▶ What you have to do
In the records below, some lines contain the word "Duration". Copy each of them.

▶ Dataset excerpts

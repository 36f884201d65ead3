//! DNS Resolution Module
//!
//! Pluggable name resolution for the WebSocket transport:
//! - System resolver (getaddrinfo via thread pool)
//! - Host table overrides layered over any other resolver
//!
//! The `Resolve` trait mirrors Chromium's `HostResolver` concept.
//!
//! # Example
//!
//! ```rust,ignore
//! use wsnet::dns::{GaiResolver, Name, Resolve};
//!
//! let resolver = GaiResolver::new();
//! for ip in resolver.resolve(Name::new("example.com")).await? {
//!     println!("Resolved: {}", ip);
//! }
//! ```

mod gai;
mod resolve;

pub use gai::GaiResolver;
pub use resolve::{resolve_host, Addrs, Name, OverrideResolver, Resolve, Resolving};
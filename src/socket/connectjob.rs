use crate::base::context::IoResultExt;
use crate::base::neterror::NetError;
use crate::dns::{resolve_host, Resolve};
use crate::socket::stream::MaybeTlsStream;
use crate::socket::tls::TlsConfig;
use crate::socket::transport::Transport;
use boring::x509::X509VerifyResult;
use std::time::Duration;
use tokio::net::TcpStream;

/// Manages the connection process: DNS -> TCP -> SSL.
/// Roughly equivalent to net::ConnectJob.
pub struct ConnectJob<'a> {
    host: &'a str,
    port: u16,
    resolver: &'a dyn Resolve,
    tls: Option<&'a TlsConfig>,
    timeout: Option<Duration>,
}

impl<'a> ConnectJob<'a> {
    pub fn new(host: &'a str, port: u16, resolver: &'a dyn Resolve) -> Self {
        Self {
            host,
            port,
            resolver,
            tls: None,
            timeout: None,
        }
    }

    /// Wrap the TCP connection in TLS with this configuration.
    pub fn tls(mut self, config: Option<&'a TlsConfig>) -> Self {
        self.tls = config;
        self
    }

    /// Upper bound on resolution, TCP connect and TLS handshake combined.
    pub fn timeout(mut self, timeout: Option<Duration>) -> Self {
        self.timeout = timeout;
        self
    }

    pub async fn connect(self) -> Result<Transport, NetError> {
        let host = self.host;
        let port = self.port;
        let stream = match self.timeout {
            Some(limit) => tokio::time::timeout(limit, self.run())
                .await
                .map_err(|_| {
                    tracing::debug!(host = %host, port, ?limit, "connect timed out");
                    NetError::ConnectionTimedOut
                })??,
            None => self.run().await?,
        };
        Ok(Transport::new(stream))
    }

    async fn run(self) -> Result<MaybeTlsStream, NetError> {
        // 1. DNS Resolution
        let addrs = resolve_host(self.resolver, self.host, self.port).await?;

        // 2. TCP Connect, first address that answers wins
        let mut last_err = None;
        let mut stream = None;
        for addr in addrs {
            tracing::trace!(%addr, "attempting TCP connect");
            match TcpStream::connect(addr).await {
                Ok(s) => {
                    stream = Some(s);
                    break;
                }
                Err(e) => last_err = Some(e),
            }
        }
        let stream = match (stream, last_err) {
            (Some(s), _) => s,
            (None, Some(e)) => return Err(e).connection_context(self.host, self.port),
            (None, None) => return Err(NetError::ConnectionFailed),
        };
        if let Err(e) = stream.set_nodelay(true) {
            tracing::debug!(error = %e, "failed to set TCP_NODELAY");
        }
        tracing::debug!(host = %self.host, port = self.port, "TCP connected");

        // 3. SSL Handshake (if wss)
        let Some(tls) = self.tls else {
            return Ok(MaybeTlsStream::Plain(stream));
        };

        let server_name = tls.effective_server_name(self.host);
        let connector = tls.connector()?;
        let mut config = connector
            .configure()
            .map_err(|_| NetError::SslProtocolError)?;
        config.set_use_server_name_indication(TlsConfig::should_set_sni(server_name));
        config.set_verify_hostname(tls.verify_certificates);

        let tls_stream = tokio_boring::connect(config, server_name, stream)
            .await
            .map_err(|e| {
                let verify = e.ssl().map(|ssl| ssl.verify_result());
                match verify {
                    Some(result) if result != X509VerifyResult::OK => {
                        tracing::debug!(host = %server_name, reason = result.error_string(), "certificate rejected");
                        NetError::CertificateInvalid {
                            host: server_name.to_string(),
                            reason: result.error_string().to_string(),
                        }
                    }
                    _ => {
                        tracing::debug!(host = %server_name, error = %e, "SSL handshake failed");
                        NetError::SslHandshakeFailed {
                            host: server_name.to_string(),
                            reason: e.to_string(),
                        }
                    }
                }
            })?;

        tracing::debug!(host = %server_name, "TLS established");
        Ok(MaybeTlsStream::Tls(tls_stream))
    }
}
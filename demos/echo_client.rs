//! WebSocket echo client example.
//!
//! Usage: `cargo run --example echo_client -- wss://echo.websocket.org`

use std::time::Duration;
use wsnet::ws::{CloseCode, Event, Message, WebSocketBuilder};

#[tokio::main]
async fn main() -> Result<(), Box<dyn std::error::Error>> {
    let url = std::env::args()
        .nth(1)
        .unwrap_or_else(|| "wss://echo.websocket.org".to_string());

    println!("Connecting to {url}...");
    let ws = WebSocketBuilder::new()
        .url(&url)?
        .connect_timeout(Some(Duration::from_secs(10)))
        .close_timeout(Duration::from_secs(3))
        .connect()
        .await?;
    println!("Connected (subprotocol: {:?})", ws.subprotocol());

    ws.send_text("Hello from wsnet").await?;
    ws.send(Message::json(&serde_json::json!({ "type": "greeting", "n": 1 }))?)
        .await?;
    ws.ping(&b"keepalive"[..]).await?;

    let mut echoes = 0;
    while let Some(event) = ws.recv().await {
        match event {
            Event::Message(Message::Text(text)) => {
                println!("< {text}");
                echoes += 1;
            }
            Event::Message(msg) => println!("< {} bytes", msg.into_data().len()),
            Event::Ping(data) => println!("< ping ({} bytes)", data.len()),
            Event::Pong(data) => println!("< pong {:?}", String::from_utf8_lossy(&data)),
            Event::Error(e) => println!("! {e}"),
            Event::Closed(frame) => {
                println!("Closed: {} {}", frame.code.0, frame.reason);
                return Ok(());
            }
        }
        if echoes >= 2 {
            break;
        }
    }

    ws.close(CloseCode::NORMAL, "bye").await?;
    println!("Closed cleanly");
    Ok(())
}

▶ Response
use std::time::Duration;
    timeout: Option<Duration>,
    pub fn timeout(mut self, timeout: Option<Duration>) -> Self {
use std::time::Duration;
        .connect_timeout(Some(Duration::from_secs(10)))
        .close_timeout(Duration::from_secs(3))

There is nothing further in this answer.